Where is Zor Shrine leadership?
On Thursday the Dane County Board will address a problem that the Zor Shriners should have handled long ago — the abuse of elephants in their Madison circuses.
In the wild and in sanctuaries, elephants roam up to 50 miles a day, form close-knit social bonds, love their young, grieve their dead.
But circus elephants are chained in place for much of their lives, hauled in truck trailers across the country. Their chained, isolated confinement is punctuated only by the bright lights, amplified hoopla, and bullhook jabs of the circus ring.

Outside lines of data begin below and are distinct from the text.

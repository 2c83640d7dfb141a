//! Bundle structural validation
//!
//! A bundle is valid when its descriptor carries all required keys, its
//! instructions document is a regular file parsing as a top-level JSON
//! object, and its image collection is a non-empty directory whose entries
//! all follow the `<integer>.<ext>` naming convention with unique stems.
//!
//! Validation order is fixed: descriptor, then instructions, then images.
//! When both sub-resources are invalid the instructions error surfaces.

use std::collections::HashSet;
use std::fs;
use std::path::{Path, PathBuf};

use crate::descriptor::BundleDescriptor;
use crate::error::{
    Result, duplicate_image_name, empty_image_collection, invalid_image_naming,
    invalid_instructions,
};

/// Allowed image file extensions
pub const IMAGE_EXTENSIONS: &[&str] = &["jpg", "png"];

/// A structurally validated bundle, ready to install
#[derive(Debug, Clone)]
pub struct ValidatedBundle {
    /// Opaque device identifier from the descriptor
    pub device: String,
    /// Opaque content hash from the descriptor
    pub hash: String,
    /// The descriptor file, installed as the destination config
    pub descriptor_path: PathBuf,
    /// The validated instructions document
    pub instructions_path: PathBuf,
    /// The validated image collection directory
    pub images_path: PathBuf,
}

/// Validate the bundle identified by a descriptor file
pub fn validate(descriptor_path: &Path) -> Result<ValidatedBundle> {
    let descriptor = BundleDescriptor::load(descriptor_path)?;

    validate_instructions(&descriptor.instructions)?;
    validate_images(&descriptor.images)?;

    Ok(ValidatedBundle {
        device: descriptor.device,
        hash: descriptor.hash,
        descriptor_path: descriptor.path,
        instructions_path: descriptor.instructions,
        images_path: descriptor.images,
    })
}

/// Instructions must be a regular file containing a top-level JSON object.
/// Missing, unreadable, unparsable and non-object documents are
/// indistinguishable to the caller.
fn validate_instructions(path: &Path) -> Result<()> {
    if !path.is_file() {
        return Err(invalid_instructions(path, "not a regular file"));
    }

    let content = fs::read_to_string(path).map_err(|e| invalid_instructions(path, e.to_string()))?;
    let document: serde_json::Value =
        serde_json::from_str(&content).map_err(|e| invalid_instructions(path, e.to_string()))?;

    if !document.is_object() {
        return Err(invalid_instructions(path, "expected a JSON object at top level"));
    }

    Ok(())
}

/// The image collection must be a directory with at least one entry, every
/// entry named `<integer>.<ext>` with an allowed extension and a stem not
/// seen before. Duplicate detection is order-independent.
fn validate_images(dir: &Path) -> Result<()> {
    if !dir.is_dir() {
        return Err(empty_image_collection(dir));
    }

    let mut seen_stems: HashSet<String> = HashSet::new();
    let mut entries = 0usize;

    for entry in fs::read_dir(dir).map_err(|_| empty_image_collection(dir))? {
        let entry = entry?;
        let name = entry.file_name();
        let name = name.to_string_lossy();

        let stem = image_stem(&name).ok_or_else(|| invalid_image_naming(name.to_string()))?;
        if !seen_stems.insert(stem.to_string()) {
            return Err(duplicate_image_name(stem));
        }
        entries += 1;
    }

    if entries == 0 {
        return Err(empty_image_collection(dir));
    }

    Ok(())
}

/// Return the integer stem of a conventionally named image file, or None
/// when the name does not split into exactly `<integer>.<ext>` with an
/// allowed extension
fn image_stem(name: &str) -> Option<&str> {
    let mut parts = name.split('.');
    let stem = parts.next()?;
    let ext = parts.next()?;
    if parts.next().is_some() {
        return None;
    }

    if stem.is_empty() || !stem.bytes().all(|b| b.is_ascii_digit()) {
        return None;
    }
    if !IMAGE_EXTENSIONS.contains(&ext) {
        return None;
    }

    Some(stem)
}
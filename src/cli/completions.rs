use clap::Parser;

/// Arguments for completions command
#[derive(Parser, Debug)]
#[command(after_help = "EXAMPLES:\n  \
                  Generate bash completions:\n    flashsync completions bash > ~/.bash_completion.d/flashsync\n\n\
                  Generate zsh completions:\n    flashsync completions zsh > ~/.zfunc/_flashsync\n\n\
                  Generate fish completions:\n    flashsync completions fish > ~/.config/fish/completions/flashsync.fish")]
pub struct CompletionsArgs {
    /// Shell type (bash, elvish, fish, powershell, zsh)
    pub shell: String,
}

Zor leadership claims elephants don’t mind chains, truck trailers, and bullhooks. Their spokesman suggested on Ch. 3 (WISC-TV) news last December that there’s no way to mistreat an elephant, other than to starve it to death (http://tinyurl.com/86arhrt).
Regarding the use of circus profit for charitable purposes, tickets to the Zor Shrine circus state “proceeds benefit Shrine Center. Payments are not deductible as charitable contributions.”
Other county fraternal groups do not rely on animal cruelty to fund their operations. Zor leadership could promote and bring a circus here without elephants, offering family entertainment that’s truly wholesome. Instead, it’s needlessly mistreating elephants, misusing the time of supervisors and dishonoring the Shriners’ heritage of compassionate public service.